* **Data shown**:
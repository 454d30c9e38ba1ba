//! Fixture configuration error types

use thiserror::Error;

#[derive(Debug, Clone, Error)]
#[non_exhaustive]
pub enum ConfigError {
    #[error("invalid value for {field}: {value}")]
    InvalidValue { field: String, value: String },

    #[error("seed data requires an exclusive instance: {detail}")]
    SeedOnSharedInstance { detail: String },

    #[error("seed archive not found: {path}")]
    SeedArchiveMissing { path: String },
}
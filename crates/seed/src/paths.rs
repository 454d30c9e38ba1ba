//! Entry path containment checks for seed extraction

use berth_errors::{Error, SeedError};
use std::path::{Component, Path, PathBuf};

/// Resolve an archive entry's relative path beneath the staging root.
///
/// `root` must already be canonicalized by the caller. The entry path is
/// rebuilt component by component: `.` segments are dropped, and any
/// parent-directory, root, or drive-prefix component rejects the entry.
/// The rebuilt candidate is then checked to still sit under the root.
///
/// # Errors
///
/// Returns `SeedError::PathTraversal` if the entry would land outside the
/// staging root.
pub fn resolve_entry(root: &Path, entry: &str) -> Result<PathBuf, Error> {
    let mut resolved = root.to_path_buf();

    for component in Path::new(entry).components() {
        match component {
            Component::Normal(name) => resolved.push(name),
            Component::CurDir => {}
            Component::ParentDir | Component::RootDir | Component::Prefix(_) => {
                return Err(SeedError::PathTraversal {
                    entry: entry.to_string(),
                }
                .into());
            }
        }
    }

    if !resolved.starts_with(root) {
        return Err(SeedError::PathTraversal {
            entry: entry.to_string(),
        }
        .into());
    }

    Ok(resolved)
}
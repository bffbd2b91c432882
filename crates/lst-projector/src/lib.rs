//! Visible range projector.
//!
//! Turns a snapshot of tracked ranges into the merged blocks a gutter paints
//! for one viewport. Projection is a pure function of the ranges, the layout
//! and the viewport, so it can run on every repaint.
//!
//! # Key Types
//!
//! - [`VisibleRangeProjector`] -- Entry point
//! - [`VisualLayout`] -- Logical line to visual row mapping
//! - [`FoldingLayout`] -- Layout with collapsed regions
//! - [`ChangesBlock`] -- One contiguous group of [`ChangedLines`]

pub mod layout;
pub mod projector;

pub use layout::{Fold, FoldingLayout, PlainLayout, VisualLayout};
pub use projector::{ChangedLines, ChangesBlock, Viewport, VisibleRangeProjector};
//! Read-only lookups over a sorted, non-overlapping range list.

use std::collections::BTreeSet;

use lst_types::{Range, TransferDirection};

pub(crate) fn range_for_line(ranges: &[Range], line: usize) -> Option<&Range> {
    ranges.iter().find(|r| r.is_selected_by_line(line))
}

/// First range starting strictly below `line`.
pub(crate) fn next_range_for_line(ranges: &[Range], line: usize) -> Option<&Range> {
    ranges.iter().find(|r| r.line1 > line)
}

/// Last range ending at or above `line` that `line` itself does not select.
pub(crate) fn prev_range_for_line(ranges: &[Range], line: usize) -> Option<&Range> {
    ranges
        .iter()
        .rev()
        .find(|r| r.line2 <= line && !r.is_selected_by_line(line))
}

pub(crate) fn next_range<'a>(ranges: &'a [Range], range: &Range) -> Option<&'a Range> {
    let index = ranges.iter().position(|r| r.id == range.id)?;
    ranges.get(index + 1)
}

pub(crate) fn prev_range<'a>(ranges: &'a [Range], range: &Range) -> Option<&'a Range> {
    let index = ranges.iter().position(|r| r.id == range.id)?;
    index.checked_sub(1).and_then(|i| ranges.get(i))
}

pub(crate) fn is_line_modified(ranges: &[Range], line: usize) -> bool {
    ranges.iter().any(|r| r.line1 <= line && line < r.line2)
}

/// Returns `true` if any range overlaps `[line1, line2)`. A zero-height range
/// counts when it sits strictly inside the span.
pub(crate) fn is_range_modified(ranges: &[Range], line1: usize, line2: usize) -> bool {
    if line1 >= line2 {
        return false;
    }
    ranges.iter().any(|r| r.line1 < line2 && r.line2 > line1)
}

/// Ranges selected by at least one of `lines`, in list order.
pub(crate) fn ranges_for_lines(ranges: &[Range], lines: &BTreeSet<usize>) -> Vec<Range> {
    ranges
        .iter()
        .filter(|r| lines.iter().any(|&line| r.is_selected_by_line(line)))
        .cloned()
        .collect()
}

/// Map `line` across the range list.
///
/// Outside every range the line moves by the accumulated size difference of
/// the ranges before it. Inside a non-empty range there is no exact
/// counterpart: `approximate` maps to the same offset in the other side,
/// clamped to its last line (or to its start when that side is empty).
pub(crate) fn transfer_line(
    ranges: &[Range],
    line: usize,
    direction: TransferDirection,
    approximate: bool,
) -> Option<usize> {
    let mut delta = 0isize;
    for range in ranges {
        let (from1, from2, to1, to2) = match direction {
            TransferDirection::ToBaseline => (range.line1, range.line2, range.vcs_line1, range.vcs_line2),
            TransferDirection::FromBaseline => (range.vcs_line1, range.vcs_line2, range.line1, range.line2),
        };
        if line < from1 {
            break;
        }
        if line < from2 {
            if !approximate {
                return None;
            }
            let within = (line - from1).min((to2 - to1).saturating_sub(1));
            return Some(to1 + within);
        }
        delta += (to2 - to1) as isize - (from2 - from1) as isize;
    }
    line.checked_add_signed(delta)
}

* **What you need to do**: Return exactly the lines above from the line that has "if line1 >= line2" through the line that has "if line < from1", inclusive, and nothing else.

* **Exercise solution**:
    if line1 >= line2 {
        return false;
    }
    ranges.iter().any(|r| r.line1 < line2 && r.line2 > line1)
}

/// Ranges selected by at least one of `lines`, in list order.
pub(crate) fn ranges_for_lines(ranges: &[Range], lines: &BTreeSet<usize>) -> Vec<Range> {
    ranges
        .iter()
        .filter(|r| lines.iter().any(|&line| r.is_selected_by_line(line)))
        .cloned()
        .collect()
}

/// Map `line` across the range list.
///
/// Outside every range the line moves by the accumulated size difference of
/// the ranges before it. Inside a non-empty range there is no exact
/// counterpart: `approximate` maps to the same offset in the other side,
/// clamped to its last line (or to its start when that side is empty).
pub(crate) fn transfer_line(
    ranges: &[Range],
    line: usize,
    direction: TransferDirection,
    approximate: bool,
) -> Option<usize> {
    let mut delta = 0isize;
    for range in ranges {
        let (from1, from2, to1, to2) = match direction {
            TransferDirection::ToBaseline => (range.line1, range.line2, range.vcs_line1, range.vcs_line2),
            TransferDirection::FromBaseline => (range.vcs_line1, range.vcs_line2, range.line1, range.line2),
        };
        if line < from1 {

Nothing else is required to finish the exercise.